**EXERCISE REQUIREMENTS**
Once the line containing "path (default: /usr/local/bin/LKH)" is found in the records below, return it and each following line exactly, up to and including the line containing "pub fn listen_addr(&self)", and nothing else.

[Stored items]
########################################
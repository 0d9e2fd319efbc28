//! Configuration Module
//!
//! Loads configuration from environment variables.

use std::env;
use std::path::PathBuf;

use thiserror::Error;

/// Configuration errors
#[derive(Debug, Error)]
pub enum ConfigError {
    #[error("Invalid value for {0}: {1}")]
    InvalidValue(String, String),
}

/// Application configuration
#[derive(Debug, Clone)]
pub struct Config {
    /// Listen host and port
    pub host: String,
    pub port: u16,

    /// Path of the LKH executable
    pub executable: PathBuf,

    /// Log level (e.g., "info", "debug", "trace")
    pub log_level: String,
}

impl Config {
    /// Load configuration from environment variables
    ///
    /// Optional env vars:
    /// - HOST (default: 0.0.0.0), PORT (default: 5001)
    /// - LKH_EXECUTABLE: solver binary path (default: /usr/local/bin/LKH)
    /// - RUST_LOG: log level (default: "info")
    pub fn from_env() -> Result<Self, ConfigError> {
        // Load .env file if present (ignore errors)
        let _ = dotenvy::dotenv();

        let host = env::var("HOST").unwrap_or_else(|_| "0.0.0.0".to_string());
        let port = env::var("PORT")
            .unwrap_or_else(|_| "5001".to_string())
            .parse::<u16>()
            .map_err(|e| ConfigError::InvalidValue("PORT".to_string(), e.to_string()))?;

        let executable = PathBuf::from(
            env::var("LKH_EXECUTABLE").unwrap_or_else(|_| "/usr/local/bin/LKH".to_string()),
        );

        let log_level = env::var("RUST_LOG").unwrap_or_else(|_| "info".to_string());

        Ok(Self { host, port, executable, log_level })
    }

    /// Get the HTTP listen address
    pub fn listen_addr(&self) -> String {
        format!("{}:{}", self.host, self.port)
    }
}
//! Geocoding facade for the `/search` endpoint.
//!
//! Same ladder the dispatch side uses: Kakao address search, keyword
//! search, the district table, city hall. The proxy serves the result in a
//! `features` shape so callers of the old search API keep working.

use reqwest::Client;
use serde::Deserialize;
use std::time::Duration;
use tracing::{info, warn};

const ADDRESS_API: &str = "https://dapi.kakao.com/v2/local/search/address.json";
const KEYWORD_API: &str = "https://dapi.kakao.com/v2/local/search/keyword.json";

const SEARCH_TIMEOUT: Duration = Duration::from_secs(10);

/// Representative coordinates per district, used when the provider fails.
const DISTRICT_COORDS: [(&str, f64, f64, &str); 25] = [
    ("강남구", 37.5172, 127.0473, "강남구 역삼동"),
    ("서초구", 37.4837, 127.0324, "서초구 서초동"),
    ("송파구", 37.5145, 127.1059, "송파구 잠실동"),
    ("강동구", 37.5301, 127.1238, "강동구 천호동"),
    ("성동구", 37.5634, 127.0369, "성동구 성수동"),
    ("광진구", 37.5384, 127.0822, "광진구 광장동"),
    ("동대문구", 37.5744, 127.0396, "동대문구 전농동"),
    ("중랑구", 37.6063, 127.0927, "중랑구 면목동"),
    ("종로구", 37.5735, 126.9790, "종로구 종로"),
    ("중구", 37.5641, 126.9979, "중구 명동"),
    ("용산구", 37.5311, 126.9810, "용산구 한강로"),
    ("성북구", 37.5894, 127.0167, "성북구 성북동"),
    ("강북구", 37.6396, 127.0253, "강북구 번동"),
    ("도봉구", 37.6687, 127.0472, "도봉구 방학동"),
    ("노원구", 37.6543, 127.0568, "노원구 상계동"),
    ("은평구", 37.6176, 126.9269, "은평구 불광동"),
    ("서대문구", 37.5791, 126.9368, "서대문구 신촌동"),
    ("마포구", 37.5638, 126.9084, "마포구 공덕동"),
    ("양천구", 37.5170, 126.8667, "양천구 목동"),
    ("강서구", 37.5509, 126.8496, "강서구 화곡동"),
    ("구로구", 37.4954, 126.8877, "구로구 구로동"),
    ("금천구", 37.4564, 126.8955, "금천구 가산동"),
    ("영등포구", 37.5263, 126.8966, "영등포구 영등포동"),
    ("동작구", 37.5124, 126.9393, "동작구 상도동"),
    ("관악구", 37.4784, 126.9516, "관악구 봉천동"),
];

const CITY_HALL: (f64, f64, &str) = (37.5665, 126.9780, "서울시청");

/// A search hit with its confidence tier.
#[derive(Debug, Clone, PartialEq)]
pub struct SearchHit {
    pub lat: f64,
    pub lon: f64,
    pub label: String,
    pub confidence: f64,
}

#[derive(Debug, Deserialize)]
struct SearchResponse {
    #[serde(default)]
    documents: Vec<SearchDocument>,
}

#[derive(Debug, Deserialize)]
struct SearchDocument {
    y: String,
    x: String,
    address_name: Option<String>,
    place_name: Option<String>,
}

/// Offline rungs of the ladder.
pub fn offline_hit(text: &str) -> SearchHit {
    for (district, lat, lon, label) in DISTRICT_COORDS.iter() {
        if text.contains(district) {
            info!(%text, district, "district table coordinates used");
            return SearchHit { lat: *lat, lon: *lon, label: label.to_string(), confidence: 0.5 };
        }
    }
    warn!(%text, "no district in query, using city-hall coordinates");
    SearchHit {
        lat: CITY_HALL.0,
        lon: CITY_HALL.1,
        label: CITY_HALL.2.to_string(),
        confidence: 0.1,
    }
}

/// Kakao-backed search client.
pub struct KakaoSearch {
    client: Client,
    api_key: String,
}

impl KakaoSearch {
    pub fn new(api_key: String) -> Self {
        let client = Client::builder().timeout(SEARCH_TIMEOUT).build().unwrap_or_default();
        Self { client, api_key }
    }

    pub fn configured(&self) -> bool {
        !self.api_key.is_empty()
    }

    async fn query(&self, url: &str, text: &str) -> Option<SearchDocument> {
        let response = self
            .client
            .get(url)
            .header("Authorization", format!("KakaoAK {}", self.api_key))
            .query(&[("query", text)])
            .send()
            .await
            .ok()?;
        if !response.status().is_success() {
            return None;
        }
        let parsed: SearchResponse = response.json().await.ok()?;
        parsed.documents.into_iter().next()
    }

    /// Run the full ladder for a free-text query.
    pub async fn search(&self, text: &str) -> SearchHit {
        if let Some(doc) = self.query(ADDRESS_API, text).await {
            if let (Ok(lat), Ok(lon)) = (doc.y.parse(), doc.x.parse()) {
                let label = doc.address_name.unwrap_or_else(|| text.to_string());
                return SearchHit { lat, lon, label, confidence: 0.95 };
            }
        }

        if let Some(doc) = self.query(KEYWORD_API, text).await {
            if let (Ok(lat), Ok(lon)) = (doc.y.parse(), doc.x.parse()) {
                let label = doc.place_name.unwrap_or_else(|| text.to_string());
                return SearchHit { lat, lon, label, confidence: 0.85 };
            }
        }

        offline_hit(text)
    }
}

#[cfg(test)]
mod tests {
    use super::*;

    #[test]
    fn test_offline_hit_finds_district() {
        let hit = offline_hit("서울 관악구 봉천로 1");
        assert_eq!(hit.lat, 37.4784);
        assert_eq!(hit.confidence, 0.5);
    }

    #[test]
    fn test_offline_hit_city_hall_fallback() {
        let hit = offline_hit("인천 어딘가");
        assert_eq!(hit.label, "서울시청");
        assert_eq!(hit.confidence, 0.1);
    }
}
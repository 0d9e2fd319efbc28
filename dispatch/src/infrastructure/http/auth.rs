//! Bearer-token authentication.
//!
//! HS256 tokens carry the driver's user id in the `userId` claim (legacy
//! tokens use `user_id`). The extractor turns the header into a typed
//! request context; handlers never touch the raw token.

use axum::extract::FromRequestParts;
use axum::http::request::Parts;
use jsonwebtoken::{decode, errors::ErrorKind, DecodingKey, Validation};
use serde::Deserialize;

use super::error::ApiError;
use crate::di::AppState;
use std::sync::Arc;

#[derive(Debug, Deserialize)]
struct Claims {
    #[serde(rename = "userId", alias = "user_id")]
    user_id: i64,
    #[allow(dead_code)]
    exp: Option<usize>,
}

/// Authenticated driver context extracted from the bearer token.
#[derive(Debug, Clone, Copy)]
pub struct AuthedDriver {
    pub user_id: i64,
}

#[axum::async_trait]
impl FromRequestParts<Arc<AppState>> for AuthedDriver {
    type Rejection = ApiError;

    async fn from_request_parts(
        parts: &mut Parts,
        state: &Arc<AppState>,
    ) -> Result<Self, Self::Rejection> {
        let header = parts
            .headers
            .get("Authorization")
            .and_then(|v| v.to_str().ok())
            .ok_or_else(|| ApiError::Unauthorized("토큰이 없습니다".to_string()))?;

        let token = header
            .strip_prefix("Bearer ")
            .ok_or_else(|| ApiError::Unauthorized("잘못된 토큰 형식입니다".to_string()))?;

        let claims = decode_claims(token, &state.jwt_secret)?;
        Ok(AuthedDriver { user_id: claims.user_id })
    }
}

fn decode_claims(token: &str, secret: &str) -> Result<Claims, ApiError> {
    let mut validation = Validation::default();
    validation.validate_exp = true;

    decode::<Claims>(token, &DecodingKey::from_secret(secret.as_bytes()), &validation)
        .map(|data| data.claims)
        .map_err(|e| match e.kind() {
            ErrorKind::ExpiredSignature => {
                ApiError::Unauthorized("토큰이 만료되었습니다".to_string())
            }
            ErrorKind::MissingRequiredClaim(_) | ErrorKind::Json(_) => {
                ApiError::Unauthorized("토큰에 사용자 ID 정보가 없습니다".to_string())
            }
            _ => ApiError::Unauthorized("유효하지 않은 토큰입니다".to_string()),
        })
}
########################################
**REPLY TO THE TASK**
    /// - LKH_EXECUTABLE: solver binary path (default: /usr/local/bin/LKH)
    /// - RUST_LOG: log level (default: "info")
    pub fn from_env() -> Result<Self, ConfigError> {
        // Load .env file if present (ignore errors)
        let _ = dotenvy::dotenv();

        let host = env::var("HOST").unwrap_or_else(|_| "0.0.0.0".to_string());
        let port = env::var("PORT")
            .unwrap_or_else(|_| "5001".to_string())
            .parse::<u16>()
            .map_err(|e| ConfigError::InvalidValue("PORT".to_string(), e.to_string()))?;

        let executable = PathBuf::from(
            env::var("LKH_EXECUTABLE").unwrap_or_else(|_| "/usr/local/bin/LKH".to_string()),
        );

        let log_level = env::var("RUST_LOG").unwrap_or_else(|_| "info".to_string());

        Ok(Self { host, port, executable, log_level })
    }

    /// Get the HTTP listen address
    pub fn listen_addr(&self) -> String {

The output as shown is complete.